Saving creates a new mapping version. The migration’s mapping automatically advances to the new version — past versions stay inspectable in the version history but no migration references them unless you re-pin one deliberately.

Saving a mapping does not re-run anything. Records that were already staged keep their old payloads until the next transform run touches them.

Forking a default template

You can’t edit a default template directly. Clicking Fork on a migration’s mapping does three things:

  1. Copies the current default template’s version into a new tenant-owned template.
  2. Repoints this migration’s mapping at the fork.
  3. Leaves other migrations untouched — they stay on the default.

After forking, edits save into your fork’s version history.

Dry-running without mutating

To see the effect of a change on real data without writing a new version: use the Sample input pane with a real source row. It runs the expression in-browser and shows the output. No version is created, nothing downstream changes.
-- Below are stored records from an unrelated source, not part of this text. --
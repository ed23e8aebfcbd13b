//! Application core: commands, reports, device state and the dispatcher.
//!
//! All interaction with hardware happens through the **port traits** in
//! [`ports`], so this layer runs unchanged against mocks on the host.

pub mod commands;
pub mod dispatcher;
pub mod events;
pub mod ports;
pub mod registry;
pub mod relay;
This is the loop you want while iterating:

  1. Extract (or reuse recent extract data).
  2. Paste a row into Sample input.
  3. Tweak the expression until the preview looks right.
  4. Save — new version, migration auto-advances.
  5. Run a transform-only pass and inspect the staged records.
  6. Run load when you’re happy.

Diffing versions

Every mapping’s page lists its version history. Click two versions to see a side-by-side diff of the JSONata. Useful when you’re unsure what changed between the run that worked and the run that didn’t.